§ **ASSIGNMENT**
Each line of the data below that holds the word "handlers" is to be reported in full.
::: RECORDS SHOWN :::
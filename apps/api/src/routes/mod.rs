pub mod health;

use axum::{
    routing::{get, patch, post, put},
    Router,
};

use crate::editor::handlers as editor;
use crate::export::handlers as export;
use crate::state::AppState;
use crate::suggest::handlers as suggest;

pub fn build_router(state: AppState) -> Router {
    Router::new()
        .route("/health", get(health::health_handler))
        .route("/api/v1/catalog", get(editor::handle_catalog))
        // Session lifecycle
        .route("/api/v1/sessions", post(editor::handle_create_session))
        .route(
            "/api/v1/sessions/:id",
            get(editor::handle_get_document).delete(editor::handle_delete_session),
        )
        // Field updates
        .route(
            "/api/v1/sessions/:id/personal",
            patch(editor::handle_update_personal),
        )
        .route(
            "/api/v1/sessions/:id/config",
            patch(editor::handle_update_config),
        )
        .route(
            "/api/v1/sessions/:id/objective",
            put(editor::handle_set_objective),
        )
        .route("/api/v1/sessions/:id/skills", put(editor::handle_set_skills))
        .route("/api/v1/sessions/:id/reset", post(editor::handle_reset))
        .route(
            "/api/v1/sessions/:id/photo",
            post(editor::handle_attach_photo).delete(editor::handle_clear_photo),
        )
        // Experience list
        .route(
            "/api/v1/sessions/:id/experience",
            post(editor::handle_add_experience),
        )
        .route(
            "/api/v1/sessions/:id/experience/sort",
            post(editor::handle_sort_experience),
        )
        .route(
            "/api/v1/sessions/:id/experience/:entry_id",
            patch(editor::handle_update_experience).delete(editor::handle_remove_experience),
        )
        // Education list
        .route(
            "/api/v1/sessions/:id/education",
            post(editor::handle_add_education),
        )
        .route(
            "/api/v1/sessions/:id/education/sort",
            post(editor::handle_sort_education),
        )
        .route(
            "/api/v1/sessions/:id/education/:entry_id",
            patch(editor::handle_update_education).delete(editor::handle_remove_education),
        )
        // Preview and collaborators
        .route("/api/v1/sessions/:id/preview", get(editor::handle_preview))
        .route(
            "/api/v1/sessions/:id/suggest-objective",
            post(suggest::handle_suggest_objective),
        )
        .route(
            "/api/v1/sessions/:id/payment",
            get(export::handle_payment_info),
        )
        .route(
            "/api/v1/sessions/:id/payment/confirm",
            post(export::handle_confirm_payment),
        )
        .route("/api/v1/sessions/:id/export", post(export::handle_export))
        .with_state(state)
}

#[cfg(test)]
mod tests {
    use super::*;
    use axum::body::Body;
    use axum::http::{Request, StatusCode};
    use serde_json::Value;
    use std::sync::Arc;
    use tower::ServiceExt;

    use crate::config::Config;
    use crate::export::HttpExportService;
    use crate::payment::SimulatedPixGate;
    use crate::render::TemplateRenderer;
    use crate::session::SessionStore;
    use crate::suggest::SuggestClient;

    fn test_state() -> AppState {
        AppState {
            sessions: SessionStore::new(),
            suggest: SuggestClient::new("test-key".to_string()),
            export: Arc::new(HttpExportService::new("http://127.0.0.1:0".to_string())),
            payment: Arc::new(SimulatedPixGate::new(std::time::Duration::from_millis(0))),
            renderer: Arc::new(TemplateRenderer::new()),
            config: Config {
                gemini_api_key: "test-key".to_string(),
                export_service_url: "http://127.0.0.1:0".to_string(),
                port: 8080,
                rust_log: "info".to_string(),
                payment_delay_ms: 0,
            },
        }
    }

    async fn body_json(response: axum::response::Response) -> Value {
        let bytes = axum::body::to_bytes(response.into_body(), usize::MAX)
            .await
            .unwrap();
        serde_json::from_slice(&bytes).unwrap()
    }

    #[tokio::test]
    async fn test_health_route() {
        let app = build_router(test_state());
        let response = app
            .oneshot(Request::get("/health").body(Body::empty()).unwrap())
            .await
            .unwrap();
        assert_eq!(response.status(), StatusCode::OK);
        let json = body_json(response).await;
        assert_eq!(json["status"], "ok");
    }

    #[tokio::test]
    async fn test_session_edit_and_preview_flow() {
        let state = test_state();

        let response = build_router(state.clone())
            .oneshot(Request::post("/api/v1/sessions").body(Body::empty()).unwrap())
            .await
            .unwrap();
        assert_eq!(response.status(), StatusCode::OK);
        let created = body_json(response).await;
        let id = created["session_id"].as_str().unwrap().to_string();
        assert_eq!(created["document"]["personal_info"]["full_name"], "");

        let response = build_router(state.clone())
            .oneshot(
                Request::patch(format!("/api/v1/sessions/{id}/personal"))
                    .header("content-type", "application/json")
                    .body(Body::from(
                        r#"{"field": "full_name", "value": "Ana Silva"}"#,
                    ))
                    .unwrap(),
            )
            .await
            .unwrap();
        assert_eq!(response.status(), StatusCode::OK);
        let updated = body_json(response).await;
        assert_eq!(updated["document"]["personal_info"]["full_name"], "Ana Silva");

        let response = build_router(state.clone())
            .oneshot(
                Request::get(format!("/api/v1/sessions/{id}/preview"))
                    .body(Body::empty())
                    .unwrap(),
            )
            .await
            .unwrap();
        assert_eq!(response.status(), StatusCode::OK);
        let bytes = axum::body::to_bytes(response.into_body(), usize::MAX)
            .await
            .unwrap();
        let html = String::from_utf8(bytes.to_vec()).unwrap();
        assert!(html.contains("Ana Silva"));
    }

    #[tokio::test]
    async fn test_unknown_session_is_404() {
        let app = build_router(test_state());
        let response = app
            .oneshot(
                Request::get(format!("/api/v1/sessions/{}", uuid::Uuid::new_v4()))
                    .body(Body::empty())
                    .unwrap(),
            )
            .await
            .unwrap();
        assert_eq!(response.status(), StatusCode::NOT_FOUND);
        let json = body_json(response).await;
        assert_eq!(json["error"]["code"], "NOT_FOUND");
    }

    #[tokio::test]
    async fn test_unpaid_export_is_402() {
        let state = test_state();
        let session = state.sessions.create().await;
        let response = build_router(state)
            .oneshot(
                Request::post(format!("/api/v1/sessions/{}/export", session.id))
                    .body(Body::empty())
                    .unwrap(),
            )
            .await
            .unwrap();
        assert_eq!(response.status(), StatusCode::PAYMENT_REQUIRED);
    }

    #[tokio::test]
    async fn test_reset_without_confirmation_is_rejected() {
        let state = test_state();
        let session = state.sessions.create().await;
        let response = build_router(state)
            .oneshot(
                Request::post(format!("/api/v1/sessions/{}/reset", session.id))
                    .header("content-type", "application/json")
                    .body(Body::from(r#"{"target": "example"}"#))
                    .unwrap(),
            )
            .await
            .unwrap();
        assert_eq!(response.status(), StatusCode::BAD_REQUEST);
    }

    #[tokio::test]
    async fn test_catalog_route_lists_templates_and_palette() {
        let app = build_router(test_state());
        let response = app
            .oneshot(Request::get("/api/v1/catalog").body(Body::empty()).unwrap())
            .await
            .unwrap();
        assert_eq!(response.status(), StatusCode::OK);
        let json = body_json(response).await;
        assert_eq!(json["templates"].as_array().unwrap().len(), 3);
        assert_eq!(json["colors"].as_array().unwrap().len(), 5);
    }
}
:::
::: RECORDS SHOWN :::
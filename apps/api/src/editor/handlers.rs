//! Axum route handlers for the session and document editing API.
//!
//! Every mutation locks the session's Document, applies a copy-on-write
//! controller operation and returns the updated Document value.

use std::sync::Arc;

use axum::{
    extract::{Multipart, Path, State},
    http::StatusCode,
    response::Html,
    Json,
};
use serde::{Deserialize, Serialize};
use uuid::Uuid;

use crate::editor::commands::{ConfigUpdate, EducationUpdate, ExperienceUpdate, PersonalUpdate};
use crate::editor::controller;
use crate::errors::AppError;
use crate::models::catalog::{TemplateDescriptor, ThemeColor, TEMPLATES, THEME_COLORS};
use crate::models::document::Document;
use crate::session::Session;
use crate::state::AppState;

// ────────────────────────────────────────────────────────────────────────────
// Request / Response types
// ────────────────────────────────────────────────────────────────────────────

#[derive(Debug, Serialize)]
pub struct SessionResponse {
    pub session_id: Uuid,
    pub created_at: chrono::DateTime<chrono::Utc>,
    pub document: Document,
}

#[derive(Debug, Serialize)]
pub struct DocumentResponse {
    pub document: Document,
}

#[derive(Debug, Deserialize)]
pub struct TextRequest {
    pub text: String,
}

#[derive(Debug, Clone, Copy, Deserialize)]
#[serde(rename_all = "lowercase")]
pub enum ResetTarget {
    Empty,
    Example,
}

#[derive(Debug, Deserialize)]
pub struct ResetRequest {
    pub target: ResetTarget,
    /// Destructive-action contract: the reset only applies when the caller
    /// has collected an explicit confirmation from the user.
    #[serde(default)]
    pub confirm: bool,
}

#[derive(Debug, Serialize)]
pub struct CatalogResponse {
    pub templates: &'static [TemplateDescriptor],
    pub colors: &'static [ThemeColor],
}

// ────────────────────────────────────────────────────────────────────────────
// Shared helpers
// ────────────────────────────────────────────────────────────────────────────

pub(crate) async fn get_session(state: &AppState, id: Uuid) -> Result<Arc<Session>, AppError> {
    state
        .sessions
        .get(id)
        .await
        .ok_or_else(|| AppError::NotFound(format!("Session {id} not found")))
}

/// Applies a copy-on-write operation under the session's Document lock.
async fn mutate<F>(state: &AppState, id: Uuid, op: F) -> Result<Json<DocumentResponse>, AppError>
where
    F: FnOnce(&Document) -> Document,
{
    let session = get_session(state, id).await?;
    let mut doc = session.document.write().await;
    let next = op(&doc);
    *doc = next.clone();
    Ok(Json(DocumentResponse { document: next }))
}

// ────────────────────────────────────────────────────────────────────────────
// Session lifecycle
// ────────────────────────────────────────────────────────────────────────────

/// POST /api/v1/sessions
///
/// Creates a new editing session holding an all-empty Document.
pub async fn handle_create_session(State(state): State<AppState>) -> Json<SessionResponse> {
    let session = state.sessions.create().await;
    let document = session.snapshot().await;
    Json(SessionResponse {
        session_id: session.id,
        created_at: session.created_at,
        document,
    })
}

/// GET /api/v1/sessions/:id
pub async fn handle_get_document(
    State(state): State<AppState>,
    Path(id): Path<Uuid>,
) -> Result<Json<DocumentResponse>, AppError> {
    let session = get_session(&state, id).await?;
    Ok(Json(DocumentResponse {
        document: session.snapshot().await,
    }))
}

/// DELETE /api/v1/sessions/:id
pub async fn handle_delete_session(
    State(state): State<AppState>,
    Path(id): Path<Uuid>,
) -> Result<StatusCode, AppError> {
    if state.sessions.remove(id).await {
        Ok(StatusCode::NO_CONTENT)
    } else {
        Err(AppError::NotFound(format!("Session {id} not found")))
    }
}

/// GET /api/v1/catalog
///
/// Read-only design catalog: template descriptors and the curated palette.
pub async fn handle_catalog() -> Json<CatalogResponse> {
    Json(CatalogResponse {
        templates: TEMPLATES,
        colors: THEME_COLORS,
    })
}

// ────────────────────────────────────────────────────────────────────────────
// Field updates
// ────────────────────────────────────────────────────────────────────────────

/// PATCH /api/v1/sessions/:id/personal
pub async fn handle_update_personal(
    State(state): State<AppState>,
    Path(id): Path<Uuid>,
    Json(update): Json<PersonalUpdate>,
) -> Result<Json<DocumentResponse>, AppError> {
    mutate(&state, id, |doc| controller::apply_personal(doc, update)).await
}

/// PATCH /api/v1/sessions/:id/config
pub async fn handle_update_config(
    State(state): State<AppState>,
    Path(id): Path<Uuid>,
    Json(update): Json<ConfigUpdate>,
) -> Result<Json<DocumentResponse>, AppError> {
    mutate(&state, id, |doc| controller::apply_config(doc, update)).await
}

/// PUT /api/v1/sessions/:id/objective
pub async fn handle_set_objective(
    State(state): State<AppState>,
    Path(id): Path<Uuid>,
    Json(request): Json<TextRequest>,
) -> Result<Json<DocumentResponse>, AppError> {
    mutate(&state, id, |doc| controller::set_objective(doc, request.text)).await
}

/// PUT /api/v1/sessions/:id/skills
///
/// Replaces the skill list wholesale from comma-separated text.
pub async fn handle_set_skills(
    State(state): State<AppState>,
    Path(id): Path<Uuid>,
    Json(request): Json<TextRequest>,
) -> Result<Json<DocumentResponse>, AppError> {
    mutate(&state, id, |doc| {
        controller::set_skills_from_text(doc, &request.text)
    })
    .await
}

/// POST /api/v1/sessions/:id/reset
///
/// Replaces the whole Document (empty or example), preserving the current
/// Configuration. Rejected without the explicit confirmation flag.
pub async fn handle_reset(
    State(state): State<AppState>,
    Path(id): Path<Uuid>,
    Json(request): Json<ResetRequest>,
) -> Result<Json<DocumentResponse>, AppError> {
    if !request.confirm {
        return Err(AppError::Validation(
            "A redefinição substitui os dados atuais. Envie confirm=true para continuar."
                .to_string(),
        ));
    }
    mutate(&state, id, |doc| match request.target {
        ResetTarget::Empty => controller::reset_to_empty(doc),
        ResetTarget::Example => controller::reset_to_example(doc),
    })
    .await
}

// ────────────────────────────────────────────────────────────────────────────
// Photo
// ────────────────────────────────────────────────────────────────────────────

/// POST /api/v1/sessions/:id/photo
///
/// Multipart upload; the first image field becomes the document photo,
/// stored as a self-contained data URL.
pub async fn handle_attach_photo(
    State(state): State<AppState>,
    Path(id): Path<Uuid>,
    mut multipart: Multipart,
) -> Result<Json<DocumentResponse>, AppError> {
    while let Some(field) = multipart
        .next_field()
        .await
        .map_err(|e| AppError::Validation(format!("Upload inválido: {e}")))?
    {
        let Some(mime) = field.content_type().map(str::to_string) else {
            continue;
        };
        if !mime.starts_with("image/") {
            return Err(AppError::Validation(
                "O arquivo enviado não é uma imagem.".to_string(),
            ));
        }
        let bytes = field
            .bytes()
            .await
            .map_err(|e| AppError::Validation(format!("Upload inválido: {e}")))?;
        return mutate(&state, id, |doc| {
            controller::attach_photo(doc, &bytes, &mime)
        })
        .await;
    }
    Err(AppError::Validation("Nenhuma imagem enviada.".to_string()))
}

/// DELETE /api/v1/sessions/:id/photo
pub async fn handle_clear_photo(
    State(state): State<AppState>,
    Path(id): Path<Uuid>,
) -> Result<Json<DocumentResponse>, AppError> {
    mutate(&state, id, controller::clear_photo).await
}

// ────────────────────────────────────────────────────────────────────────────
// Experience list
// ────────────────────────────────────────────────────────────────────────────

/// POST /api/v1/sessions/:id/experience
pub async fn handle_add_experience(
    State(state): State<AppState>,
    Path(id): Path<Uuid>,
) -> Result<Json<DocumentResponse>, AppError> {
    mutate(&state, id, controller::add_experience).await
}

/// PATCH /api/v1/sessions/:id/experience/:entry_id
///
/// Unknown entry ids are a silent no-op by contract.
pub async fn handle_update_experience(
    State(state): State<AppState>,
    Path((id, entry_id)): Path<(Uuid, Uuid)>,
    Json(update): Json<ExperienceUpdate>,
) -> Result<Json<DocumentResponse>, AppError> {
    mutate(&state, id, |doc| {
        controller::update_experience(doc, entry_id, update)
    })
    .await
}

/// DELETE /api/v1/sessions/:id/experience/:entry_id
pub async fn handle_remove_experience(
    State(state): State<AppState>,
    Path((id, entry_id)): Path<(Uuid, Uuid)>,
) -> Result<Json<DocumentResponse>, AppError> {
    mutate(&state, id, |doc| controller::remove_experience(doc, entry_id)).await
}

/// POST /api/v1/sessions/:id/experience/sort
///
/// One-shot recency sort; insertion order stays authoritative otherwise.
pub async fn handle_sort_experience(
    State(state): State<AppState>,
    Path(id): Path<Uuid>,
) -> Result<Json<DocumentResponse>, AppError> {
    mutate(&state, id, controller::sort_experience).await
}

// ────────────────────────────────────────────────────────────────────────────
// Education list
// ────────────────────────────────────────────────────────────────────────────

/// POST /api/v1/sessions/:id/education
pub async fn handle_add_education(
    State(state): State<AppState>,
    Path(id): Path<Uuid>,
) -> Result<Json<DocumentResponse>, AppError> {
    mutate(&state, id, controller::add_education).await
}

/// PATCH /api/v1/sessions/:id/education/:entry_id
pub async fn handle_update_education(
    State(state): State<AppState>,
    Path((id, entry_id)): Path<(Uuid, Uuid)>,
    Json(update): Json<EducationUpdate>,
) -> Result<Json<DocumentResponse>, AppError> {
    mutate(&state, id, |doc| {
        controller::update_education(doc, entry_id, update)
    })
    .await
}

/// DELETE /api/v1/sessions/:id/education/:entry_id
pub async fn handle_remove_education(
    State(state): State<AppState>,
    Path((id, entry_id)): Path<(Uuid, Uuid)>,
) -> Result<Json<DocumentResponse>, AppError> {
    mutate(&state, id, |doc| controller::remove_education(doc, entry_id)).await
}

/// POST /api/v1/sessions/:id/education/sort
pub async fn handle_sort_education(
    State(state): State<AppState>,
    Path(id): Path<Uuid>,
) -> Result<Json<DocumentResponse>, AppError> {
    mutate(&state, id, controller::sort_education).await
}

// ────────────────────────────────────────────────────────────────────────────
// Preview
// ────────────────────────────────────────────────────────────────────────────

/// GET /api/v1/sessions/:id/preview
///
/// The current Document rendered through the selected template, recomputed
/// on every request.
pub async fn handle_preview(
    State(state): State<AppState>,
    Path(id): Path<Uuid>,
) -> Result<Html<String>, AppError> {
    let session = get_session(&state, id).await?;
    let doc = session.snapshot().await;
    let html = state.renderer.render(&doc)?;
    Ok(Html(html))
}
:::
::: RECORDS SHOWN :::
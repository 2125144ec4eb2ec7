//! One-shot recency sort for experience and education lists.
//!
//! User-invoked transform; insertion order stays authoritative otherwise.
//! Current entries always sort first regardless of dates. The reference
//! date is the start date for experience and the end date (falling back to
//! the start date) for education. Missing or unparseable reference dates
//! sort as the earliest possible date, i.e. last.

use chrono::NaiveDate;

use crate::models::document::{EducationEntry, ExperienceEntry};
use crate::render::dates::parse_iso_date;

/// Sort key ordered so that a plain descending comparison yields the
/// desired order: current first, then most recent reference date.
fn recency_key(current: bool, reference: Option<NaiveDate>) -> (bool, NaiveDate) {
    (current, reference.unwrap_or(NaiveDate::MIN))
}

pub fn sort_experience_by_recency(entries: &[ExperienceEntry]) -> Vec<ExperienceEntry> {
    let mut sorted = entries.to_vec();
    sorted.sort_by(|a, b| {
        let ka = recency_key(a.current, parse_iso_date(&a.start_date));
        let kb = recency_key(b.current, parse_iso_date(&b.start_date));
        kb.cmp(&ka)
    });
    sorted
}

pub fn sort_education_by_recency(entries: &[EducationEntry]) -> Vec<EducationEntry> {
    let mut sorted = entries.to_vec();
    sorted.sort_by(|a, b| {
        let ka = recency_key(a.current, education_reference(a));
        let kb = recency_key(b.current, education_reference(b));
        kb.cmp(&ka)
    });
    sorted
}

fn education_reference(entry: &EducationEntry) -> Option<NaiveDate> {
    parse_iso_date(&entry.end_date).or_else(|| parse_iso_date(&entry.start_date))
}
:::
§ **OUTPUT BELOW**
use crate::editor::handlers as editor;
use crate::export::handlers as export;
use crate::suggest::handlers as suggest;
filename apps/api/src/editor/handlers.rs
//! Axum route handlers for the session and document editing API.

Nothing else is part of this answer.